STORED DATA: Begin

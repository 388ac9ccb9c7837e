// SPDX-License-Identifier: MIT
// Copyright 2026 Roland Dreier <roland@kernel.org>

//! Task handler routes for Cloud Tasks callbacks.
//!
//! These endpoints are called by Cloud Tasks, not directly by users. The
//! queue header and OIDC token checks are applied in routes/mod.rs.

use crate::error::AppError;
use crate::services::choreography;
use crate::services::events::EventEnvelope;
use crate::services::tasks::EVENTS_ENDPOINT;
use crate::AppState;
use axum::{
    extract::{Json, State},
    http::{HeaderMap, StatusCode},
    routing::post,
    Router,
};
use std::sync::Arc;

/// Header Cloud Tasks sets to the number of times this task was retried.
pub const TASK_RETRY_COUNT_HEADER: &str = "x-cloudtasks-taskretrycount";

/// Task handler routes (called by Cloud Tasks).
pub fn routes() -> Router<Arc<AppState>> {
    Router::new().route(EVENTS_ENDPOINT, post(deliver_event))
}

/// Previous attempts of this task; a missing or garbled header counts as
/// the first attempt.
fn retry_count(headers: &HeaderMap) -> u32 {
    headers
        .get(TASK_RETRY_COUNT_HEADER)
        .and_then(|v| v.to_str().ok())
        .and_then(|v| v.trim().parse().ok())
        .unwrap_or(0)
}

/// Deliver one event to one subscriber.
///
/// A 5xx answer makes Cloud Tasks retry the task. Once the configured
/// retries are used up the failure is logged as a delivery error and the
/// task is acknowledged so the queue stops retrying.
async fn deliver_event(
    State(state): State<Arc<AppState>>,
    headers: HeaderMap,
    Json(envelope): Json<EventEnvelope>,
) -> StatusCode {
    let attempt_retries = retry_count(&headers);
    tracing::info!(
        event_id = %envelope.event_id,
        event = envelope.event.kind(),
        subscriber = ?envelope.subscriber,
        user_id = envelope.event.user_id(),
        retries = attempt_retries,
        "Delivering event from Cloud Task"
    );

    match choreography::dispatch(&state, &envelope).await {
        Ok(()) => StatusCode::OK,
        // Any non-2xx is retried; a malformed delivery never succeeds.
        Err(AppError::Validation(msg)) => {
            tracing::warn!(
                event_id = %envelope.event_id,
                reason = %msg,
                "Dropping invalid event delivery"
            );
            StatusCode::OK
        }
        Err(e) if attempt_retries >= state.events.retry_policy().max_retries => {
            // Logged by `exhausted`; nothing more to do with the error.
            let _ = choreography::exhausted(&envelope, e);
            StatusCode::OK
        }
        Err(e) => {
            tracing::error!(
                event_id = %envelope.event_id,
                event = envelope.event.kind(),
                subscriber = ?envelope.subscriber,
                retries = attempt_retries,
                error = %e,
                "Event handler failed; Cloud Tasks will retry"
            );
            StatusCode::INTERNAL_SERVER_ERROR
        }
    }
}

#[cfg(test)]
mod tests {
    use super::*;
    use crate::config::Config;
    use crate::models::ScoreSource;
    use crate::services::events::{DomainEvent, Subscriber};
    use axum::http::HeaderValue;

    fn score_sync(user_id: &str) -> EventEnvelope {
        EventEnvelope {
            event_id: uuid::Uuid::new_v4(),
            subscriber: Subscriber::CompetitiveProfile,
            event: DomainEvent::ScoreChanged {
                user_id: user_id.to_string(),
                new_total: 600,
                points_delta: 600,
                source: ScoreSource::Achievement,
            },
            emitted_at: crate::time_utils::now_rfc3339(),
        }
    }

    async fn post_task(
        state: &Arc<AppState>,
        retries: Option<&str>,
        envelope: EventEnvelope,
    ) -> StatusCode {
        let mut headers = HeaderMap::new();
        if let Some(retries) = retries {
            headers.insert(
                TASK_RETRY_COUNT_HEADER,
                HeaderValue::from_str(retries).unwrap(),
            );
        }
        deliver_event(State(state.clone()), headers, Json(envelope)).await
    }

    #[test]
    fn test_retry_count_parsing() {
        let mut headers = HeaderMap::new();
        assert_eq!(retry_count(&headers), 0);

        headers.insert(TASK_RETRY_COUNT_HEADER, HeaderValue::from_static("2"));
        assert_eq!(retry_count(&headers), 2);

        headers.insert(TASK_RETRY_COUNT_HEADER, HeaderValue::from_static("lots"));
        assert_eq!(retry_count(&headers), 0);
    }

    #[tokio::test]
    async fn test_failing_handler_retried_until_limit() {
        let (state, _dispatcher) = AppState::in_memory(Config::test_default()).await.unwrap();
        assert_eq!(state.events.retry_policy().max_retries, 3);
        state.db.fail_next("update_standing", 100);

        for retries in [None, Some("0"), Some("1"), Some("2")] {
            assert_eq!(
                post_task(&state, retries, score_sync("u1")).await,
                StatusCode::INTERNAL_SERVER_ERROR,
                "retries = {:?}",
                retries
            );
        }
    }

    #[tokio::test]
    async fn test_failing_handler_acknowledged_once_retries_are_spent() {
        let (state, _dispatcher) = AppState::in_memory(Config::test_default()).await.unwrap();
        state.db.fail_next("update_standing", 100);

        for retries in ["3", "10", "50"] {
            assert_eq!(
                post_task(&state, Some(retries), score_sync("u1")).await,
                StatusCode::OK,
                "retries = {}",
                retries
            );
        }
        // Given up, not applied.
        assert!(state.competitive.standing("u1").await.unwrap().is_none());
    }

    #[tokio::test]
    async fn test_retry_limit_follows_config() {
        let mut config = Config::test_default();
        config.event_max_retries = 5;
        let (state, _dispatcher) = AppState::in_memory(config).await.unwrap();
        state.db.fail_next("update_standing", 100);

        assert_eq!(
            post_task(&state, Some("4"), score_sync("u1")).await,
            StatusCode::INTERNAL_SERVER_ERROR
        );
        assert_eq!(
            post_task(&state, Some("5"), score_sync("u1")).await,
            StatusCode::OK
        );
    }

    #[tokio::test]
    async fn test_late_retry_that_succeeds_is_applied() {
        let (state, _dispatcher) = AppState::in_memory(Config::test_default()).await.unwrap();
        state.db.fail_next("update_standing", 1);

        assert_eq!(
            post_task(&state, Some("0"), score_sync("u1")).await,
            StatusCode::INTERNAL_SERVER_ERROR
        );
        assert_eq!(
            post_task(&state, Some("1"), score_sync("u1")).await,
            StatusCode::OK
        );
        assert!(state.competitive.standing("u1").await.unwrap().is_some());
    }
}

STORED DATA: End

■ WHAT IS BEING ASKED ■
The full set of records should be duplicated exactly.

■ OUTPUT OF THE EXERCISE ■
repository 388ac9ccb9c7837e
// SPDX-License-Identifier: MIT
// Copyright 2026 Roland Dreier <roland@kernel.org>

//! Task handler routes for Cloud Tasks callbacks.
//!
//! These endpoints are called by Cloud Tasks, not directly by users. The
//! queue header and OIDC token checks are applied in routes/mod.rs.

use crate::error::AppError;
use crate::services::choreography;
use crate::services::events::EventEnvelope;
use crate::services::tasks::EVENTS_ENDPOINT;
use crate::AppState;
use axum::{
    extract::{Json, State},
    http::{HeaderMap, StatusCode},
    routing::post,
    Router,
};
use std::sync::Arc;

/// Header Cloud Tasks sets to the number of times this task was retried.
pub const TASK_RETRY_COUNT_HEADER: &str = "x-cloudtasks-taskretrycount";

/// Task handler routes (called by Cloud Tasks).
pub fn routes() -> Router<Arc<AppState>> {
    Router::new().route(EVENTS_ENDPOINT, post(deliver_event))
}

/// Previous attempts of this task; a missing or garbled header counts as
/// the first attempt.
fn retry_count(headers: &HeaderMap) -> u32 {
    headers
        .get(TASK_RETRY_COUNT_HEADER)
        .and_then(|v| v.to_str().ok())
        .and_then(|v| v.trim().parse().ok())
        .unwrap_or(0)
}

/// Deliver one event to one subscriber.
///
/// A 5xx answer makes Cloud Tasks retry the task. Once the configured
/// retries are used up the failure is logged as a delivery error and the
/// task is acknowledged so the queue stops retrying.
async fn deliver_event(
    State(state): State<Arc<AppState>>,
    headers: HeaderMap,
    Json(envelope): Json<EventEnvelope>,
) -> StatusCode {
    let attempt_retries = retry_count(&headers);
    tracing::info!(
        event_id = %envelope.event_id,
        event = envelope.event.kind(),
        subscriber = ?envelope.subscriber,
        user_id = envelope.event.user_id(),
        retries = attempt_retries,
        "Delivering event from Cloud Task"
    );

    match choreography::dispatch(&state, &envelope).await {
        Ok(()) => StatusCode::OK,
        // Any non-2xx is retried; a malformed delivery never succeeds.
        Err(AppError::Validation(msg)) => {
            tracing::warn!(
                event_id = %envelope.event_id,
                reason = %msg,
                "Dropping invalid event delivery"
            );
            StatusCode::OK
        }
        Err(e) if attempt_retries >= state.events.retry_policy().max_retries => {
            // Logged by `exhausted`; nothing more to do with the error.
            let _ = choreography::exhausted(&envelope, e);
            StatusCode::OK
        }
        Err(e) => {
            tracing::error!(
                event_id = %envelope.event_id,
                event = envelope.event.kind(),
                subscriber = ?envelope.subscriber,
                retries = attempt_retries,
                error = %e,
                "Event handler failed; Cloud Tasks will retry"
            );
            StatusCode::INTERNAL_SERVER_ERROR
        }
    }
}

#[cfg(test)]
mod tests {
    use super::*;
    use crate::config::Config;
    use crate::models::ScoreSource;
    use crate::services::events::{DomainEvent, Subscriber};
    use axum::http::HeaderValue;

    fn score_sync(user_id: &str) -> EventEnvelope {
        EventEnvelope {
            event_id: uuid::Uuid::new_v4(),
            subscriber: Subscriber::CompetitiveProfile,
            event: DomainEvent::ScoreChanged {
                user_id: user_id.to_string(),
                new_total: 600,
                points_delta: 600,
                source: ScoreSource::Achievement,
            },
            emitted_at: crate::time_utils::now_rfc3339(),
        }
    }

    async fn post_task(
        state: &Arc<AppState>,
        retries: Option<&str>,
        envelope: EventEnvelope,
    ) -> StatusCode {
        let mut headers = HeaderMap::new();
        if let Some(retries) = retries {
            headers.insert(
                TASK_RETRY_COUNT_HEADER,
                HeaderValue::from_str(retries).unwrap(),
            );
        }
        deliver_event(State(state.clone()), headers, Json(envelope)).await
    }

    #[test]
    fn test_retry_count_parsing() {
        let mut headers = HeaderMap::new();
        assert_eq!(retry_count(&headers), 0);

        headers.insert(TASK_RETRY_COUNT_HEADER, HeaderValue::from_static("2"));
        assert_eq!(retry_count(&headers), 2);

        headers.insert(TASK_RETRY_COUNT_HEADER, HeaderValue::from_static("lots"));
        assert_eq!(retry_count(&headers), 0);
    }

    #[tokio::test]
    async fn test_failing_handler_retried_until_limit() {
        let (state, _dispatcher) = AppState::in_memory(Config::test_default()).await.unwrap();
        assert_eq!(state.events.retry_policy().max_retries, 3);
        state.db.fail_next("update_standing", 100);

        for retries in [None, Some("0"), Some("1"), Some("2")] {
            assert_eq!(
                post_task(&state, retries, score_sync("u1")).await,
                StatusCode::INTERNAL_SERVER_ERROR,
                "retries = {:?}",
                retries
            );
        }
    }

    #[tokio::test]
    async fn test_failing_handler_acknowledged_once_retries_are_spent() {
        let (state, _dispatcher) = AppState::in_memory(Config::test_default()).await.unwrap();
        state.db.fail_next("update_standing", 100);

        for retries in ["3", "10", "50"] {
            assert_eq!(
                post_task(&state, Some(retries), score_sync("u1")).await,
                StatusCode::OK,
                "retries = {}",
                retries
            );
        }
        // Given up, not applied.
        assert!(state.competitive.standing("u1").await.unwrap().is_none());
    }

    #[tokio::test]
    async fn test_retry_limit_follows_config() {
        let mut config = Config::test_default();
        config.event_max_retries = 5;
        let (state, _dispatcher) = AppState::in_memory(config).await.unwrap();
        state.db.fail_next("update_standing", 100);

        assert_eq!(
            post_task(&state, Some("4"), score_sync("u1")).await,
            StatusCode::INTERNAL_SERVER_ERROR
        );
        assert_eq!(
            post_task(&state, Some("5"), score_sync("u1")).await,
            StatusCode::OK
        );
    }

    #[tokio::test]
    async fn test_late_retry_that_succeeds_is_applied() {
        let (state, _dispatcher) = AppState::in_memory(Config::test_default()).await.unwrap();
        state.db.fail_next("update_standing", 1);

        assert_eq!(
            post_task(&state, Some("0"), score_sync("u1")).await,
            StatusCode::INTERNAL_SERVER_ERROR
        );
        assert_eq!(
            post_task(&state, Some("1"), score_sync("u1")).await,
            StatusCode::OK
        );
        assert!(state.competitive.standing("u1").await.unwrap().is_some());
    }
}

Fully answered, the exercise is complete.